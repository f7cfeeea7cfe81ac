use crate::error::StorageError;
use crate::stores::{LocalStore, SyncStore};
use crate::time::{iso8601_date, iso8601_timestamp};
use anyhow::Context as _;
use serde::Serialize;
use serde::de::DeserializeOwned;
use serde_json::Value;
use std::sync::Mutex;
use time::OffsetDateTime;
use webtab_domain::{
    BackupDocument, CATEGORIES_KEY, Category, ImportedBackup, LEGACY_SHORTCUTS_KEY, SETTINGS_KEY,
    SYNC_QUOTA_BYTES_PER_ITEM, UserSettings, ValidationError, backup_file_name,
    categories_from_value, decode_backup, default_categories, default_settings, guard,
    migrate_legacy_shortcuts, parse_legacy_shortcuts, settings_from_value,
};

#[derive(Clone, Copy, Debug, Eq, PartialEq)]
pub enum RecordState {
    Unloaded,
    /// The local value has been consulted but the sync backend has not.
    LocalOnly,
    Reconciled,
}

#[derive(Clone, Copy, Debug, Eq, PartialEq)]
pub enum SyncOutcome {
    Written,
    Unavailable,
    TooLarge { bytes: usize },
    /// The value is empty and would never pass the remote read gate.
    Skipped,
    Failed,
}

/// What happened to each backend during a save. Failures are already logged.
#[derive(Clone, Copy, Debug, Eq, PartialEq)]
pub struct SaveOutcome {
    pub local_written: bool,
    pub sync: SyncOutcome,
}

#[derive(Clone, Debug, Eq, PartialEq)]
pub struct ExportedBackup {
    pub file_name: String,
    pub contents: String,
}

trait Record: Clone + PartialEq + Serialize + DeserializeOwned + Send + Sync + 'static {
    const KEY: &'static str;

    /// Structural gate for values read back from the sync backend.
    fn from_remote(value: Value) -> Result<Self, ValidationError>;

    fn fallback() -> Self;

    fn is_usable(&self) -> bool {
        true
    }
}

impl Record for Vec<Category> {
    const KEY: &'static str = CATEGORIES_KEY;

    fn from_remote(value: Value) -> Result<Self, ValidationError> {
        categories_from_value(value)
    }

    fn fallback() -> Self {
        default_categories()
    }

    fn is_usable(&self) -> bool {
        !self.is_empty()
    }
}

impl Record for UserSettings {
    const KEY: &'static str = SETTINGS_KEY;

    fn from_remote(value: Value) -> Result<Self, ValidationError> {
        settings_from_value(value)
    }

    fn fallback() -> Self {
        default_settings()
    }
}

struct Slot<T> {
    cached: Option<T>,
    state: RecordState,
}

impl<T> Default for Slot<T> {
    fn default() -> Self {
        Self {
            cached: None,
            state: RecordState::Unloaded,
        }
    }
}

/// Owns the read and write policy for categories and settings across a local
/// store and a sync store.
///
/// Reads prefer a structurally valid sync value, repairing the local copy
/// from it, then fall back to the local value, the legacy shortcut list and
/// finally the built-in defaults. Writes go to the in-memory cache, then the
/// local store, then (size permitting) the sync store; the two backend writes
/// are independent and neither failure is surfaced.
pub struct Reconciler<L, S> {
    local: L,
    sync: S,
    sync_available: bool,
    categories: Mutex<Slot<Vec<Category>>>,
    settings: Mutex<Slot<UserSettings>>,
}

impl<L: LocalStore, S: SyncStore> Reconciler<L, S> {
    pub fn new(local: L, sync: S) -> Self {
        let sync_available = sync.is_available();
        if !sync_available {
            tracing::debug!(error = %StorageError::BackendUnavailable, "running local-only");
        }
        Self {
            local,
            sync,
            sync_available,
            categories: Mutex::new(Slot::default()),
            settings: Mutex::new(Slot::default()),
        }
    }

    pub fn local(&self) -> &L {
        &self.local
    }

    pub fn sync(&self) -> &S {
        &self.sync
    }

    pub fn sync_available(&self) -> bool {
        self.sync_available
    }

    pub fn categories_state(&self) -> RecordState {
        slot_state(&self.categories)
    }

    pub fn settings_state(&self) -> RecordState {
        slot_state(&self.settings)
    }

    pub async fn load_categories(&self) -> Vec<Category> {
        let categories = match self.reconcile(&self.categories).await {
            Some(categories) => categories,
            None => match self.migrate_legacy().await {
                Some(categories) => categories,
                None => default_categories(),
            },
        };
        finish_load(&self.categories, &categories);
        categories
    }

    pub async fn save_categories(&self, categories: Vec<Category>) -> SaveOutcome {
        self.save_record(&self.categories, categories).await
    }

    /// Never reaches the sync backend.
    pub async fn load_categories_cached(&self) -> Vec<Category> {
        self.load_cached(&self.categories).await
    }

    pub async fn load_settings(&self) -> UserSettings {
        let settings = self
            .reconcile(&self.settings)
            .await
            .unwrap_or_else(default_settings);
        finish_load(&self.settings, &settings);
        settings
    }

    pub async fn save_settings(&self, settings: UserSettings) -> SaveOutcome {
        self.save_record(&self.settings, settings).await
    }

    /// Never reaches the sync backend.
    pub async fn load_settings_cached(&self) -> UserSettings {
        self.load_cached(&self.settings).await
    }

    /// Drops both cached records. Load states are kept.
    pub fn invalidate(&self) {
        lock(&self.categories).cached = None;
        lock(&self.settings).cached = None;
    }

    pub async fn export_backup(&self) -> anyhow::Result<ExportedBackup> {
        self.export_backup_at(OffsetDateTime::now_utc()).await
    }

    pub async fn export_backup_at(&self, at: OffsetDateTime) -> anyhow::Result<ExportedBackup> {
        let categories = self.load_categories().await;
        let settings = self.load_settings().await;
        let export_date = iso8601_timestamp(at).context("failed to format export date")?;
        let contents = BackupDocument::new(categories, settings, export_date)
            .to_json()
            .context("failed to serialize backup")?;
        let date = iso8601_date(at).context("failed to format export day")?;
        Ok(ExportedBackup {
            file_name: backup_file_name(&date),
            contents,
        })
    }

    /// Validates before touching anything: a rejected document leaves every
    /// backend and cache as it was.
    pub async fn import_backup(&self, text: &str) -> Result<ImportedBackup, ValidationError> {
        let imported = match decode_backup(text) {
            Ok(imported) => imported,
            Err(err) => {
                tracing::warn!(error = %err, "rejected backup import");
                return Err(err);
            }
        };

        self.save_categories(imported.categories.clone()).await;
        self.save_settings(imported.settings.clone()).await;
        tracing::info!(categories = imported.categories.len(), "imported backup");
        Ok(imported)
    }

    async fn reconcile<R: Record>(&self, slot: &Mutex<Slot<R>>) -> Option<R> {
        let local = self.read_local::<R>().await;
        mark_local_read(slot);

        let Some(remote) = self.read_remote::<R>().await else {
            return local;
        };
        if local.as_ref() != Some(&remote) {
            tracing::debug!(key = R::KEY, "sync value replaces local value");
            self.write_local(R::KEY, &remote).await;
        }
        Some(remote)
    }

    async fn migrate_legacy(&self) -> Option<Vec<Category>> {
        let raw = match self.local.read(LEGACY_SHORTCUTS_KEY).await {
            Ok(Some(raw)) => raw,
            Ok(None) => return None,
            Err(err) => {
                tracing::warn!(
                    key = LEGACY_SHORTCUTS_KEY,
                    error = %format!("{err:#}"),
                    "failed to read legacy shortcuts"
                );
                return None;
            }
        };
        let shortcuts = match parse_legacy_shortcuts(&raw) {
            Ok(shortcuts) => shortcuts,
            Err(err) => {
                let err = StorageError::Parse {
                    key: LEGACY_SHORTCUTS_KEY.to_owned(),
                    message: err.to_string(),
                };
                tracing::warn!(error = %err, "ignoring legacy shortcuts");
                return None;
            }
        };

        tracing::info!(shortcuts = shortcuts.len(), "migrating legacy shortcut list");
        let categories = migrate_legacy_shortcuts(shortcuts);
        self.save_categories(categories.clone()).await;
        if let Err(err) = self.local.remove(LEGACY_SHORTCUTS_KEY).await {
            tracing::warn!(
                key = LEGACY_SHORTCUTS_KEY,
                error = %format!("{err:#}"),
                "failed to remove legacy shortcuts"
            );
        }
        Some(categories)
    }

    async fn read_local<R: Record>(&self) -> Option<R> {
        let raw = match self.local.read(R::KEY).await {
            Ok(Some(raw)) => raw,
            Ok(None) => return None,
            Err(err) => {
                tracing::warn!(
                    key = R::KEY,
                    error = %format!("{err:#}"),
                    "failed to read local value"
                );
                return None;
            }
        };
        match serde_json::from_str::<R>(&raw) {
            Ok(value) if value.is_usable() => Some(value),
            Ok(_) => {
                tracing::debug!(key = R::KEY, "local value is empty");
                None
            }
            Err(err) => {
                let err = StorageError::Parse {
                    key: R::KEY.to_owned(),
                    message: err.to_string(),
                };
                tracing::warn!(error = %err, "discarding local value");
                None
            }
        }
    }

    async fn read_remote<R: Record>(&self) -> Option<R> {
        if !self.sync_available {
            return None;
        }
        let raw = match self.sync.read(R::KEY).await {
            Ok(Some(raw)) => raw,
            Ok(None) => return None,
            Err(err) => {
                tracing::warn!(key = R::KEY, error = %err, "sync read failed");
                return None;
            }
        };
        let value: Value = match serde_json::from_str(&raw) {
            Ok(value) => value,
            Err(err) => {
                let err = StorageError::Parse {
                    key: R::KEY.to_owned(),
                    message: err.to_string(),
                };
                tracing::warn!(error = %err, "ignoring sync value");
                return None;
            }
        };
        match R::from_remote(value) {
            Ok(record) => Some(record),
            Err(err) => {
                let err = StorageError::from(err);
                tracing::warn!(key = R::KEY, error = %err, "ignoring sync value");
                None
            }
        }
    }

    async fn write_local<R: Record>(&self, key: &str, value: &R) -> bool {
        let serialized = match serde_json::to_string(value) {
            Ok(serialized) => serialized,
            Err(err) => {
                tracing::error!(key, error = %err, "failed to serialize value");
                return false;
            }
        };
        match self.local.write(key, &serialized).await {
            Ok(()) => true,
            Err(err) => {
                tracing::error!(key, error = %format!("{err:#}"), "failed to write local value");
                false
            }
        }
    }

    /// An unusable value (an empty collection) is written locally only and
    /// is never cached, so every read path substitutes the fallback for it.
    async fn save_record<R: Record>(&self, slot: &Mutex<Slot<R>>, value: R) -> SaveOutcome {
        let usable = value.is_usable();
        lock(slot).cached = usable.then(|| value.clone());

        let serialized = match serde_json::to_string(&value) {
            Ok(serialized) => serialized,
            Err(err) => {
                tracing::error!(key = R::KEY, error = %err, "failed to serialize value");
                return SaveOutcome {
                    local_written: false,
                    sync: SyncOutcome::Failed,
                };
            }
        };

        let local_written = match self.local.write(R::KEY, &serialized).await {
            Ok(()) => true,
            Err(err) => {
                tracing::error!(
                    key = R::KEY,
                    error = %format!("{err:#}"),
                    "failed to write local value"
                );
                false
            }
        };
        let sync = if usable {
            self.push_remote(R::KEY, &serialized).await
        } else {
            tracing::debug!(key = R::KEY, "not syncing empty value");
            SyncOutcome::Skipped
        };

        SaveOutcome {
            local_written,
            sync,
        }
    }

    /// Best-effort: every failure is logged here and reported only as an outcome.
    async fn push_remote(&self, key: &str, serialized: &str) -> SyncOutcome {
        if !self.sync_available {
            return SyncOutcome::Unavailable;
        }

        let verdict = guard(key, serialized);
        if !verdict.eligible {
            let err = StorageError::SizeExceeded {
                key: key.to_owned(),
                bytes: verdict.bytes,
                limit: SYNC_QUOTA_BYTES_PER_ITEM,
            };
            tracing::warn!(error = %err, "keeping value local-only");
            return SyncOutcome::TooLarge {
                bytes: verdict.bytes,
            };
        }

        match self.sync.write(key, serialized).await {
            Ok(()) => SyncOutcome::Written,
            Err(err) => {
                tracing::warn!(key, error = %err, "sync write failed");
                SyncOutcome::Failed
            }
        }
    }

    async fn load_cached<R: Record>(&self, slot: &Mutex<Slot<R>>) -> R {
        let cached = lock(slot).cached.clone();
        if let Some(cached) = cached {
            return cached;
        }
        match self.read_local::<R>().await {
            Some(value) => {
                let mut slot = lock(slot);
                slot.cached = Some(value.clone());
                if slot.state == RecordState::Unloaded {
                    slot.state = RecordState::LocalOnly;
                }
                value
            }
            None => R::fallback(),
        }
    }
}

fn lock<T>(slot: &Mutex<Slot<T>>) -> std::sync::MutexGuard<'_, Slot<T>> {
    slot.lock().unwrap_or_else(|err| err.into_inner())
}

fn slot_state<T>(slot: &Mutex<Slot<T>>) -> RecordState {
    lock(slot).state
}

fn mark_local_read<T>(slot: &Mutex<Slot<T>>) {
    let mut slot = lock(slot);
    if slot.state == RecordState::Unloaded {
        slot.state = RecordState::LocalOnly;
    }
}

fn finish_load<T: Clone>(slot: &Mutex<Slot<T>>, value: &T) {
    let mut slot = lock(slot);
    slot.cached = Some(value.clone());
    slot.state = RecordState::Reconciled;
}
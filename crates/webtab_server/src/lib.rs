use anyhow::Context as _;
use axum::Router;
use std::net::SocketAddr;
use std::path::PathBuf;
use webtab_backend::StorageConfig;

pub mod server;

pub const WEBTAB_SERVER_ADDR_ENV: &str = "WEBTAB_SERVER_ADDR";
pub const WEBTAB_WEB_DIST_DIR_ENV: &str = "WEBTAB_WEB_DIST_DIR";
pub const DEFAULT_SERVER_ADDR: &str = "127.0.0.1:8422";

#[derive(Clone, Debug)]
pub struct ServerConfig {
    pub storage: StorageConfig,
    /// Static UI bundle served for every path outside `/api`.
    pub web_dist: PathBuf,
}

impl ServerConfig {
    pub fn from_env() -> anyhow::Result<Self> {
        let storage = StorageConfig::from_env()?;
        let web_dist = std::env::var_os(WEBTAB_WEB_DIST_DIR_ENV)
            .map(PathBuf::from)
            .unwrap_or_else(|| PathBuf::from("web/out"));
        Ok(Self { storage, web_dist })
    }
}

pub struct StartedServer {
    pub addr: SocketAddr,
    handle: Option<tokio::task::JoinHandle<anyhow::Result<()>>>,
}

impl StartedServer {
    pub async fn wait(self) -> anyhow::Result<()> {
        let mut this = self;
        let handle = this.handle.take().context("server task already consumed")?;

        handle
            .await
            .context("server task panicked")?
            .context("server failed")?;
        Ok(())
    }
}

impl Drop for StartedServer {
    fn drop(&mut self) {
        if let Some(handle) = self.handle.take() {
            handle.abort();
        }
    }
}

pub async fn start_server(addr: SocketAddr) -> anyhow::Result<StartedServer> {
    start_server_with_config(addr, ServerConfig::from_env()?).await
}

pub async fn start_server_with_config(
    addr: SocketAddr,
    config: ServerConfig,
) -> anyhow::Result<StartedServer> {
    let app: Router = server::router(config)?;

    let listener = tokio::net::TcpListener::bind(addr)
        .await
        .with_context(|| format!("failed to bind {addr}"))?;

    let actual = listener.local_addr().context("failed to read local addr")?;

    let handle = tokio::spawn(async move {
        axum::serve(listener, app).await.context("server failed")?;
        Ok(())
    });

    Ok(StartedServer {
        addr: actual,
        handle: Some(handle),
    })
}
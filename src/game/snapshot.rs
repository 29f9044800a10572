//! Read-back view of the table for presentation layers

use crate::core::{CardInstance, InstanceId, Position};
use crate::game::{Tabletop, TurnPhase};
use crate::zones::Zone;
use crate::Result;
use serde::{Deserialize, Serialize};
use std::fmt::{self, Write as FmtWrite};

/// One card as the presentation layer sees it
#[derive(Debug, Clone, PartialEq, Eq, Serialize, Deserialize)]
pub struct CardView {
    pub id: InstanceId,
    pub name: String,
    pub tapped: bool,
    #[serde(default, skip_serializing_if = "Option::is_none")]
    pub position: Option<Position>,
    #[serde(default, skip_serializing_if = "Option::is_none")]
    pub attached_to: Option<InstanceId>,
    #[serde(default, skip_serializing_if = "Vec::is_empty")]
    pub attached_cards: Vec<InstanceId>,
}

impl From<&CardInstance> for CardView {
    fn from(card: &CardInstance) -> Self {
        CardView {
            id: card.id,
            name: card.meta.name.clone(),
            tapped: card.tapped,
            position: card.position,
            attached_to: card.attached_to,
            attached_cards: card.attached_cards.to_vec(),
        }
    }
}

/// Cards of one zone, in arrival order
#[derive(Debug, Clone, PartialEq, Eq, Serialize, Deserialize)]
pub struct ZoneView {
    pub zone: Zone,
    pub cards: Vec<CardView>,
}

/// Snapshot of the whole table at one moment
#[derive(Debug, Clone, PartialEq, Eq, Serialize, Deserialize)]
pub struct TableView {
    pub phase: TurnPhase,
    #[serde(default, skip_serializing_if = "Option::is_none")]
    pub attachment_source: Option<InstanceId>,
    pub zones: Vec<ZoneView>,
}

impl TableView {
    pub fn capture(table: &Tabletop) -> Self {
        let zones = Zone::ALL
            .iter()
            .map(|&zone| ZoneView {
                zone,
                cards: table
                    .registry()
                    .cards_in_zone(zone)
                    .into_iter()
                    .map(CardView::from)
                    .collect(),
            })
            .collect();

        TableView {
            phase: table.phase(),
            attachment_source: table.attachment_mode().pending_source(),
            zones,
        }
    }

    pub fn zone(&self, zone: Zone) -> Option<&ZoneView> {
        self.zones.iter().find(|z| z.zone == zone)
    }

    pub fn to_json(&self) -> Result<String> {
        Ok(serde_json::to_string_pretty(self)?)
    }
}

impl fmt::Display for TableView {
    fn fmt(&self, f: &mut fmt::Formatter<'_>) -> fmt::Result {
        writeln!(f, "Phase: {}", self.phase)?;
        if let Some(source) = self.attachment_source {
            writeln!(f, "Selecting attachment target for {source}")?;
        }

        for zone in self.zones.iter().filter(|z| !z.cards.is_empty()) {
            writeln!(f, "{} ({}):", zone.zone, zone.cards.len())?;
            for card in &zone.cards {
                let mut line = format!("  {} {}", card.id, card.name);
                if let Some(cell) = card.position {
                    write!(line, " at {cell}")?;
                }
                if card.tapped {
                    line.push_str(" [tapped]");
                }
                if let Some(parent) = card.attached_to {
                    write!(line, " -> attached to {parent}")?;
                }
                writeln!(f, "{line}")?;
            }
        }
        Ok(())
    }
}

▸ **THE PROBLEM**
From the data above, show each line that contains "presentation".

▸ **THE COMPLETED TASK**
//! Read-back view of the table for presentation layers
/// One card as the presentation layer sees it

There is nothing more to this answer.